As the Offer/Answer negotiation covers both sending and receiving streams, an offer indicates the exact parameters for what the offerer is willing to receive, whereas the answer indicates the same for what the answerer is willing to receive.
In this case, the offerer declared that it is willing to receive payload type 98(from: Offerer -> Answerer SDP message). The answerer accepts this by declaring an equivalent payload type 97(from: Answerer -> Offerer SDP message); that is, it has identical values for the two parameters profile-level-id and packetization-mode (since packetization-mode is equal to 0 and sprop- deint-buf-req is not present).
The answerer also accepts the reception of the two configurations that payload types 99 and 100 represent.
说明：经过上面2段SDP码，Offerer和Answerer都发出了他们支持的packetization mode及相关参数，后面就是协商确定最终的选择。
The max-rcmd-nalu-size indicates that the answerer can efficiently process NALUs up to the size of 3980 bytes.

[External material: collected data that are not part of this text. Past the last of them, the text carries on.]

//! Query-scoped schema context extraction.
//!
//! Given a natural-language question, find the slice of the graph catalog
//! that is relevant to it and render that slice as a compact block for an
//! LLM prompt:
//!
//! ```text
//! query text -> QueryTerms -> CandidateSchema -> node/relationship metadata -> markdown
//! ```
//!
//! [`DynamicSchemaExtractor`] wires the stages together and memoizes results.

pub mod candidate_matcher;
pub mod context_block;
pub mod errors;
pub mod extractor;
pub mod llm;
pub mod mapping;
pub mod metadata_fetcher;
pub mod result_cache;
pub mod term_extractor;
pub mod types;

pub use candidate_matcher::{CandidateMatcher, StaticSynonyms, SynonymLookup};
pub use errors::{ExtractionError, GraphStoreError, MappingError, SetupError, SuggestError};
pub use extractor::{extract_dynamic_schema_for_query, DynamicSchemaExtractor};
pub use llm::{LlmConfig, LlmProvider, LlmTermSuggester};
pub use mapping::{MappingRegistry, MappingSource, MappingTables};
pub use metadata_fetcher::{FetchLimits, MetadataFetcher};
pub use result_cache::{CacheMetrics, ResultCache, ResultCacheConfig, ResultCacheKey};
pub use term_extractor::{normalize_text, NoopSuggester, TermExtractor, TermSuggester};
pub use types::{
    CandidateSchema, DynamicSchemaResult, NodeMetadata, PropertyMap, QueryTerms,
    RelationshipMetadata, RelationshipPattern, RelationshipSample,
};
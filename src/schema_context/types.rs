//! Data model shared by the extraction pipeline.
//!
//! Everything here is created fresh per extraction (or taken whole from the
//! result cache) and never mutated after the pipeline stage that builds it.
//! Ordered collections keep serialization and the rendered context block
//! deterministic.

use std::collections::{BTreeMap, BTreeSet};

use serde::{Deserialize, Serialize};

/// Raw property map of a sampled node or relationship.
pub type PropertyMap = serde_json::Map<String, serde_json::Value>;

/// Terms extracted from one user query
#[derive(Debug, Clone, Default, PartialEq, Eq, Serialize, Deserialize)]
pub struct QueryTerms {
    pub entities: BTreeSet<String>,
    pub attributes: BTreeSet<String>,
    pub actions: BTreeSet<String>,
}

impl QueryTerms {
    /// Union of all three categories
    pub fn all_terms(&self) -> BTreeSet<String> {
        self.entities
            .iter()
            .chain(&self.attributes)
            .chain(&self.actions)
            .cloned()
            .collect()
    }

    pub fn is_empty(&self) -> bool {
        self.entities.is_empty() && self.attributes.is_empty() && self.actions.is_empty()
    }

    /// Union `other` into `self`, category by category
    pub fn merge(mut self, other: QueryTerms) -> Self {
        self.entities.extend(other.entities);
        self.attributes.extend(other.attributes);
        self.actions.extend(other.actions);
        self
    }
}

/// Node labels and relationship types believed relevant to a query
#[derive(Debug, Clone, Default, PartialEq, Eq, Serialize, Deserialize)]
pub struct CandidateSchema {
    pub node_labels: BTreeSet<String>,
    pub relationship_types: BTreeSet<String>,
}

impl CandidateSchema {
    pub fn is_empty(&self) -> bool {
        self.node_labels.is_empty() && self.relationship_types.is_empty()
    }

    pub fn len(&self) -> usize {
        self.node_labels.len() + self.relationship_types.len()
    }
}

/// Catalog facts for one node label
#[derive(Debug, Clone, Default, PartialEq, Serialize, Deserialize)]
pub struct NodeMetadata {
    pub count: u64,
    pub properties: BTreeSet<String>,
    pub samples: Vec<PropertyMap>,
}

/// One `(source labels)-[type]->(target labels)` combination and how often it occurs
#[derive(Debug, Clone, PartialEq, Eq, Serialize, Deserialize)]
pub struct RelationshipPattern {
    pub source_labels: Vec<String>,
    pub target_labels: Vec<String>,
    pub frequency: u64,
}

/// A sampled relationship with its endpoint labels resolved
#[derive(Debug, Clone, PartialEq, Serialize, Deserialize)]
pub struct RelationshipSample {
    pub source_labels: Vec<String>,
    pub target_labels: Vec<String>,
    pub properties: PropertyMap,
}

/// Catalog facts for one relationship type
#[derive(Debug, Clone, Default, PartialEq, Serialize, Deserialize)]
pub struct RelationshipMetadata {
    pub count: u64,
    pub properties: BTreeSet<String>,
    /// Sorted by frequency, most frequent first
    pub patterns: Vec<RelationshipPattern>,
    pub samples: Vec<RelationshipSample>,
}

/// The schema context extracted for one query.
///
/// This is the only artifact handed to prompt construction. Render it with
/// [`DynamicSchemaResult::to_markdown`].
#[derive(Debug, Clone, Default, PartialEq, Serialize, Deserialize)]
pub struct DynamicSchemaResult {
    pub nodes: BTreeMap<String, NodeMetadata>,
    pub relationships: BTreeMap<String, RelationshipMetadata>,
    pub query_terms: QueryTerms,
    pub candidate_schema: CandidateSchema,
    /// Wall-clock seconds spent in term extraction, matching and fetching
    pub extraction_time: f64,
}
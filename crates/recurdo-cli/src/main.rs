use clap::Parser;
use owo_colors::{OwoColorize, Style};
use recurdo_core::error::CoreError;
use tracing_subscriber::EnvFilter;

mod cli;
mod commands;
mod config;
mod views;

#[tokio::main]
async fn main() {
    let cli = cli::Cli::parse();
    init_tracing(cli.verbose);

    let config = match config::Config::load(&cli) {
        Ok(config) => config,
        Err(e) => {
            eprintln!("{} Invalid configuration: {}", "Error:".red().bold(), e);
            std::process::exit(1);
        }
    };

    let result = match cli.command.unwrap_or(cli::Commands::Run) {
        cli::Commands::Run => commands::run::run(&config).await,
        cli::Commands::Check => commands::check::check(&config).await,
    };

    if let Err(e) = result {
        handle_error(e);
        std::process::exit(1);
    }
}

fn init_tracing(verbose: bool) {
    let default_filter = if verbose {
        "recurdo=debug,recurdo_core=debug"
    } else {
        "recurdo=info,recurdo_core=info"
    };
    tracing_subscriber::fmt()
        .with_env_filter(
            EnvFilter::try_from_default_env().unwrap_or_else(|_| EnvFilter::new(default_filter)),
        )
        .with_target(false)
        .with_writer(std::io::stderr)
        .init();
}

fn handle_error(err: anyhow::Error) {
    let error_style = Style::new().red().bold();

    if let Some(core_error) = err.downcast_ref::<CoreError>() {
        match core_error {
            CoreError::Validation(validation) => {
                eprintln!("{} {}", "Error:".style(error_style), validation);
                eprintln!(
                    "  Fix task {} and run again.",
                    validation.task().to_string().yellow()
                );
            }
            CoreError::InvalidRecurrenceLabel { label, reason } => {
                eprintln!(
                    "{} Bad label name {}: {}",
                    "Error:".style(error_style),
                    label.yellow(),
                    reason
                );
            }
            CoreError::Api { status, body } => {
                eprintln!(
                    "{} Task service returned HTTP {}: {}",
                    "Error:".style(error_style),
                    status.yellow(),
                    body
                );
            }
            _ => eprintln!("{} {}", "Error:".style(error_style), core_error),
        }
    } else {
        eprintln!("{} {:#}", "Error:".style(error_style), err);
    }
}
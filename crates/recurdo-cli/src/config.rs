use std::path::PathBuf;

use figment::providers::{Env, Format, Serialized, Toml};
use figment::Figment;
use recurdo_core::period::Period;
use recurdo_core::repository::rest::DEFAULT_BASE_URL;
use serde::{Deserialize, Serialize};
use serde_with::{serde_as, DisplayFromStr};

use crate::cli::Cli;

const CONFIG_FILE: &str = "recurdo.toml";

/// Credential variables, lowest precedence first.
const API_KEY_VARS: [&str; 2] = ["RECURDO_API_KEY", "API_KEY"];

#[serde_as]
#[derive(Deserialize, Serialize, Debug, Clone, PartialEq)]
pub struct Config {
    #[serde(default, skip_serializing_if = "Option::is_none")]
    pub api_key: Option<String>,
    /// How far past today a labeled task's due date must be to be left alone
    #[serde_as(as = "DisplayFromStr")]
    pub cutoff_period: Period,
    pub base_url: String,
}

impl Default for Config {
    fn default() -> Self {
        Self {
            api_key: None,
            cutoff_period: Period::months(4),
            base_url: DEFAULT_BASE_URL.to_string(),
        }
    }
}

/// Values given on the command line; absent flags leave lower layers alone.
#[derive(Serialize, Default)]
struct Overrides {
    #[serde(skip_serializing_if = "Option::is_none")]
    api_key: Option<String>,
    #[serde(skip_serializing_if = "Option::is_none")]
    cutoff_period: Option<String>,
    #[serde(skip_serializing_if = "Option::is_none")]
    base_url: Option<String>,
}

impl Config {
    /// Defaults, then the TOML file, then `RECURDO_*` and `API_KEY`
    /// environment variables, then command-line flags.
    pub fn load(cli: &Cli) -> Result<Self, figment::Error> {
        let file = cli
            .config
            .clone()
            .unwrap_or_else(|| PathBuf::from(CONFIG_FILE));

        Self::figment(file)
            .merge(Serialized::defaults(Overrides {
                api_key: cli.api_key.clone(),
                cutoff_period: cli.cutoff_period.clone(),
                base_url: cli.base_url.clone(),
            }))
            .extract()
    }

    fn figment(file: PathBuf) -> Figment {
        let mut figment = Figment::from(Serialized::defaults(Config::default()))
            .merge(Toml::file(file))
            .merge(Env::prefixed("RECURDO_").ignore(&["api_key"]));

        // Keys are opaque strings; figment's env parsing would turn "0123" into 123.
        for var in API_KEY_VARS {
            if let Ok(key) = std::env::var(var) {
                figment = figment.merge(Serialized::default("api_key", key));
            }
        }
        figment
    }
}
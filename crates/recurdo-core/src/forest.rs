//! Turns a flat task snapshot into a forest of parent-linked nodes.
//!
//! Nodes live in an arena stored in pre-order, so a node's subtree is the
//! contiguous slice starting at the node itself. Children are held as arena
//! indices; there are no back-references.

use std::collections::{HashMap, HashSet};

use tracing::warn;

use crate::models::{Task, TaskId};

pub type NodeId = usize;

#[derive(Debug, Clone)]
pub struct TreeNode {
    pub task: Task,
    /// Children in ascending sibling order.
    pub children: Vec<NodeId>,
}

#[derive(Debug, Default)]
pub struct Forest {
    nodes: Vec<TreeNode>,
    subtree_end: Vec<NodeId>,
    roots: Vec<NodeId>,
    detached: Vec<TaskId>,
}

impl Forest {
    /// Builds the forest for one snapshot.
    ///
    /// Siblings (roots included) are sorted by `order`, ties keeping input
    /// order. Tasks unreachable from a parentless task, because their parent
    /// is missing or their parent chain loops, are left out and reported by
    /// [`Forest::detached`]. A repeated id keeps its first occurrence.
    pub fn build(tasks: Vec<Task>) -> Self {
        let mut seen = HashSet::with_capacity(tasks.len());
        let mut slots: Vec<Option<Task>> = Vec::with_capacity(tasks.len());
        for task in tasks {
            if seen.insert(task.id.clone()) {
                slots.push(Some(task));
            } else {
                warn!(task_id = %task.id, "ignoring duplicate task in snapshot");
            }
        }

        let mut groups: HashMap<Option<TaskId>, Vec<usize>> = HashMap::new();
        for (index, task) in slots.iter().enumerate() {
            if let Some(task) = task {
                groups.entry(task.parent_id.clone()).or_default().push(index);
            }
        }
        for group in groups.values_mut() {
            group.sort_by_key(|&index| slots[index].as_ref().map_or(0, |t| t.order));
        }

        let mut forest = Forest {
            nodes: Vec::with_capacity(slots.len()),
            ..Default::default()
        };

        // (slot index, arena index of the parent node)
        let mut stack: Vec<(usize, Option<NodeId>)> = groups
            .get(&None)
            .map(|roots| roots.iter().rev().map(|&index| (index, None)).collect())
            .unwrap_or_default();

        while let Some((index, parent)) = stack.pop() {
            let Some(task) = slots[index].take() else {
                continue;
            };
            let node_id = forest.nodes.len();
            if let Some(children) = groups.get(&Some(task.id.clone())) {
                stack.extend(children.iter().rev().map(|&child| (child, Some(node_id))));
            }
            forest.nodes.push(TreeNode {
                task,
                children: Vec::new(),
            });
            match parent {
                Some(parent) => forest.nodes[parent].children.push(node_id),
                None => forest.roots.push(node_id),
            }
        }

        forest.subtree_end = vec![0; forest.nodes.len()];
        for id in (0..forest.nodes.len()).rev() {
            forest.subtree_end[id] = match forest.nodes[id].children.last() {
                Some(&last) => forest.subtree_end[last],
                None => id + 1,
            };
        }

        forest.detached = slots.into_iter().flatten().map(|task| task.id).collect();
        for id in &forest.detached {
            warn!(task_id = %id, "task is not reachable from any top-level task; skipping");
        }

        forest
    }

    pub fn len(&self) -> usize {
        self.nodes.len()
    }

    pub fn is_empty(&self) -> bool {
        self.nodes.is_empty()
    }

    pub fn node(&self, id: NodeId) -> &TreeNode {
        &self.nodes[id]
    }

    pub fn roots(&self) -> &[NodeId] {
        &self.roots
    }

    /// Every reachable node, flattened in pre-order.
    pub fn preorder(&self) -> &[TreeNode] {
        &self.nodes
    }

    /// The node and all its descendants, in pre-order.
    pub fn subtree(&self, id: NodeId) -> &[TreeNode] {
        &self.nodes[id..self.subtree_end[id]]
    }

    /// Strict descendants of the node, in pre-order.
    pub fn descendants(&self, id: NodeId) -> &[TreeNode] {
        &self.subtree(id)[1..]
    }

    /// Ids of tasks left out of the forest.
    pub fn detached(&self) -> &[TaskId] {
        &self.detached
    }
}

#[cfg(test)]
mod tests {
    use super::*;
    use proptest::prelude::*;

    fn task(id: &str, parent: Option<&str>, order: i64) -> Task {
        Task {
            id: id.into(),
            content: format!("task {id}"),
            parent_id: parent.map(TaskId::from),
            order,
            ..Default::default()
        }
    }

    fn ids(nodes: &[TreeNode]) -> Vec<&str> {
        nodes.iter().map(|n| n.task.id.0.as_str()).collect()
    }

    #[test]
    fn test_empty_snapshot_builds_empty_forest() {
        let forest = Forest::build(Vec::new());
        assert!(forest.is_empty());
        assert!(forest.roots().is_empty());
    }

    #[test]
    fn test_children_are_sorted_by_sibling_order() {
        let forest = Forest::build(vec![
            task("c2", Some("a"), 2),
            task("b", None, 2),
            task("c1", Some("a"), 1),
            task("a", None, 1),
            task("g", Some("c1"), 1),
        ]);

        assert_eq!(ids(forest.preorder()), vec!["a", "c1", "g", "c2", "b"]);
        let a = &forest.node(forest.roots()[0]);
        assert_eq!(a.task.id.0, "a");
        let children: Vec<&str> = a.children.iter().map(|&c| forest.node(c).task.id.0.as_str()).collect();
        assert_eq!(children, vec!["c1", "c2"]);
    }

    #[test]
    fn test_equal_orders_keep_input_order() {
        let forest = Forest::build(vec![
            task("p", None, 1),
            task("x", Some("p"), 5),
            task("y", Some("p"), 5),
            task("z", Some("p"), 1),
        ]);
        assert_eq!(ids(forest.preorder()), vec!["p", "z", "x", "y"]);
    }

    #[test]
    fn test_subtree_and_descendants_are_contiguous() {
        let forest = Forest::build(vec![
            task("a", None, 1),
            task("b", Some("a"), 1),
            task("c", Some("b"), 1),
            task("d", Some("a"), 2),
            task("e", None, 2),
        ]);
        assert_eq!(ids(forest.subtree(0)), vec!["a", "b", "c", "d"]);
        assert_eq!(ids(forest.descendants(0)), vec!["b", "c", "d"]);
        assert_eq!(ids(forest.descendants(1)), vec!["c"]);
        assert!(forest.descendants(4).is_empty());
    }

    #[test]
    fn test_orphans_and_cycles_are_detached() {
        let forest = Forest::build(vec![
            task("root", None, 1),
            task("orphan", Some("missing"), 1),
            task("loop1", Some("loop2"), 1),
            task("loop2", Some("loop1"), 1),
        ]);
        assert_eq!(ids(forest.preorder()), vec!["root"]);
        let mut detached: Vec<&str> = forest.detached().iter().map(|id| id.0.as_str()).collect();
        detached.sort();
        assert_eq!(detached, vec!["loop1", "loop2", "orphan"]);
    }

    #[test]
    fn test_duplicate_ids_keep_first_occurrence() {
        let mut second = task("a", None, 9);
        second.content = "duplicate".to_string();
        let forest = Forest::build(vec![task("a", None, 1), second]);
        assert_eq!(forest.len(), 1);
        assert_eq!(forest.preorder()[0].task.content, "task a");
    }

    /// Acyclic snapshots: each task's parent (if any) has a smaller index.
    fn snapshot() -> impl Strategy<Value = Vec<Task>> {
        prop::collection::vec((any::<prop::sample::Index>(), any::<bool>(), 0i64..4), 1..40)
            .prop_map(|specs| {
                specs
                    .into_iter()
                    .enumerate()
                    .map(|(i, (parent, has_parent, order))| {
                        let parent = (has_parent && i > 0).then(|| format!("t{}", parent.index(i)));
                        task(&format!("t{i}"), parent.as_deref(), order)
                    })
                    .collect::<Vec<_>>()
            })
            .prop_shuffle()
    }

    proptest! {
        #[test]
        fn test_forest_reproduces_parent_relation(tasks in snapshot()) {
            let forest = Forest::build(tasks.clone());
            prop_assert_eq!(forest.len(), tasks.len());
            prop_assert!(forest.detached().is_empty());

            let mut rebuilt: HashMap<TaskId, Option<TaskId>> = HashMap::new();
            for root in forest.roots() {
                rebuilt.insert(forest.node(*root).task.id.clone(), None);
            }
            for node in forest.preorder() {
                let orders: Vec<i64> = node.children.iter().map(|&c| forest.node(c).task.order).collect();
                prop_assert!(orders.windows(2).all(|w| w[0] <= w[1]));
                for &child in &node.children {
                    rebuilt.insert(forest.node(child).task.id.clone(), Some(node.task.id.clone()));
                }
            }

            let original: HashMap<TaskId, Option<TaskId>> =
                tasks.iter().map(|t| (t.id.clone(), t.parent_id.clone())).collect();
            prop_assert_eq!(rebuilt, original);
        }
    }
}
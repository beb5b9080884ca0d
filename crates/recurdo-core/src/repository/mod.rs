use crate::error::CoreError;
use crate::models::{Label, NewTaskData, Task, TaskId};
use async_trait::async_trait;

pub mod rest;

pub use rest::{RestConfig, RestRepository};

/// Label operations of the remote service
#[async_trait]
pub trait LabelRepository {
    async fn list_labels(&self) -> Result<Vec<Label>, CoreError>;
}

/// Task operations of the remote service
#[async_trait]
pub trait TaskRepository {
    /// Every active task, flat and in no particular order.
    async fn list_tasks(&self) -> Result<Vec<Task>, CoreError>;
    /// Creates a task and returns it with its remote-assigned id.
    async fn create_task(&self, data: NewTaskData) -> Result<Task, CoreError>;
    /// Replaces the task's label list.
    async fn set_labels(&self, id: &TaskId, labels: Vec<String>) -> Result<(), CoreError>;
}

/// Main repository trait that composes all domain traits
pub trait Repository: LabelRepository + TaskRepository + Send + Sync {}

impl<T> Repository for T where T: LabelRepository + TaskRepository + Send + Sync {}
use chrono::NaiveDate;
use thiserror::Error;

use crate::models::TaskRef;
use crate::period::Period;

#[derive(Error, Debug)]
pub enum CoreError {
    #[error("HTTP error: {0}")]
    Http(#[from] reqwest::Error),

    #[error("Remote service returned HTTP {status}: {body}")]
    Api { status: u16, body: String },

    #[error("Bad label name {label}: {reason}")]
    InvalidRecurrenceLabel { label: String, reason: String },

    #[error("Invalid period '{input}': {reason}")]
    InvalidPeriod { input: String, reason: String },

    #[error(transparent)]
    Validation(#[from] ValidationError),

    #[error("Date out of range: {0} shifted by {1}")]
    DateOutOfRange(NaiveDate, Period),

    #[error("Invalid input: {0}")]
    InvalidInput(String),
}

/// A structural invariant violated by data in the remote service.
///
/// These are never retried: they need a human to fix the offending task.
#[derive(Error, Debug, Clone, PartialEq, Eq)]
pub enum ValidationError {
    #[error("Task has multiple recur labels ({}): {task}", labels.join(", "))]
    MultipleRecurrenceLabels { task: TaskRef, labels: Vec<String> },

    #[error("Labeled task has no due date: {task}")]
    MissingDueDate { task: TaskRef },

    #[error("Task with recur label nested under another one: {task} under {root}")]
    NestedRecurrenceLabel { task: TaskRef, root: TaskRef },

    #[error("Task under labeled task cannot be recurring: {task} (under {root})")]
    RecurringDueDate { task: TaskRef, root: TaskRef },

    #[error("Task under labeled task cannot have a specific time of day: {task} (under {root})")]
    TimeOfDayDueDate { task: TaskRef, root: TaskRef },
}

impl ValidationError {
    /// The task a human has to correct.
    pub fn task(&self) -> &TaskRef {
        match self {
            ValidationError::MultipleRecurrenceLabels { task, .. }
            | ValidationError::MissingDueDate { task }
            | ValidationError::NestedRecurrenceLabel { task, .. }
            | ValidationError::RecurringDueDate { task, .. }
            | ValidationError::TimeOfDayDueDate { task, .. } => task,
        }
    }
}
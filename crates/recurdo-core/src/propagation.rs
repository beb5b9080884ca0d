//! Remote mutations for one candidate: the shifted subtree copy and the
//! removal of the recurrence label from the original.

use tracing::debug;

use crate::error::CoreError;
use crate::forest::{Forest, NodeId};
use crate::models::{NewTaskData, RecurrenceRule, Task, TaskId};
use crate::period::Period;
use crate::repository::TaskRepository;

/// Recreates the subtree rooted at `node` with every due and deadline date
/// moved forward by `period`.
///
/// Tasks are created one at a time in pre-order: a child's request is only
/// sent once its parent's copy exists and carries the copy's id as
/// `parent_id`. The root copy takes `parent_id` when given, otherwise the
/// original's parent. All dates are shifted before the first request, so an
/// out-of-range date creates nothing.
///
/// Returns the created tasks in creation order.
pub async fn clone_subtree<R>(
    repo: &R,
    forest: &Forest,
    node: NodeId,
    period: Period,
    parent_id: Option<TaskId>,
) -> Result<Vec<Task>, CoreError>
where
    R: TaskRepository + ?Sized,
{
    let mut requests: Vec<Option<NewTaskData>> = forest
        .subtree(node)
        .iter()
        .map(|member| member.task.to_new_task(period, None).map(Some))
        .collect::<Result<_, _>>()?;

    let mut created = Vec::with_capacity(requests.len());
    let mut stack = vec![(node, parent_id)];
    while let Some((current, parent_id)) = stack.pop() {
        let Some(mut request) = requests[current - node].take() else {
            continue;
        };
        if parent_id.is_some() {
            request.parent_id = parent_id;
        }

        let copy = repo.create_task(request).await?;
        debug!(source = %forest.node(current).task.id, copy = %copy.id, "copied task");

        let children = &forest.node(current).children;
        stack.extend(children.iter().rev().map(|&child| (child, Some(copy.id.clone()))));
        created.push(copy);
    }

    Ok(created)
}

/// Removes the rule's label from `task`, keeping every other label.
pub async fn strip_label<R>(repo: &R, task: &Task, rule: &RecurrenceRule) -> Result<(), CoreError>
where
    R: TaskRepository + ?Sized,
{
    let labels: Vec<String> = task
        .labels
        .iter()
        .filter(|label| **label != rule.label)
        .cloned()
        .collect();
    debug!(task_id = %task.id, label = %rule.name, "removing recurrence label");
    repo.set_labels(&task.id, labels).await
}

However, there is no guarantee that the network supports this size.

Offer SDP/Answer SDP¶

In the following example, the offer is accepted without level downgrading (i.e., the default level, Level 3.0, is accepted), and both sprop-parameter-sets and sprop-level-parameter-sets are present in the offer.
The answerer must ignore sprop-level-parameter-sets=<parameter sets data#1> and store parameter sets in sprop-parameter-sets=<parameter sets data#0> for decoding the incoming NAL unit stream.
The offerer must store the parameter sets in sprop-parameter-sets=<parameter sets data#2> in the answer for decoding the incoming NAL unit stream.
Note that in this example, parameter sets in sprop-parameter-sets=<parameter sets data#2> must be associated with Level 3.0.

Offer SDP:

m=video 49170 RTP/AVP 98
a=rtpmap:98 H264/90000
a=fmtp:98 profile-level-id=42A01E; //Baseline profile, Level 3.0
  packetization-mode=1;
  sprop-parameter-sets=<parameter sets data#0>;                   // 序列参数集
  sprop-level-parameter-sets=<parameter sets data#1>              // 图像参数集

Answer SDP:

m=video 49170 RTP/AVP 98
a=rtpmap:98 H264/90000
a=fmtp:98 profile-level-id=42A01E; //Baseline profile, Level 3.0
  packetization-mode=1;
  sprop-parameter-sets=<parameter sets data#2>

备注

总体来说,Offer提出了使用Payload type 98来传输Baseline level 3.0的H.264视频,采用非交织模式,并提供两个parameter sets。Answer表示接受该Offer,profile、level和packetization模式相同,但只提供了序列参数集,没有提供图像参数集。这表示协商成功,但图像参数集需要从第一帧数据中解析获得。如果Offer中没有提供图像参数集,那么Answer就必须提供,否则第一帧无法解码。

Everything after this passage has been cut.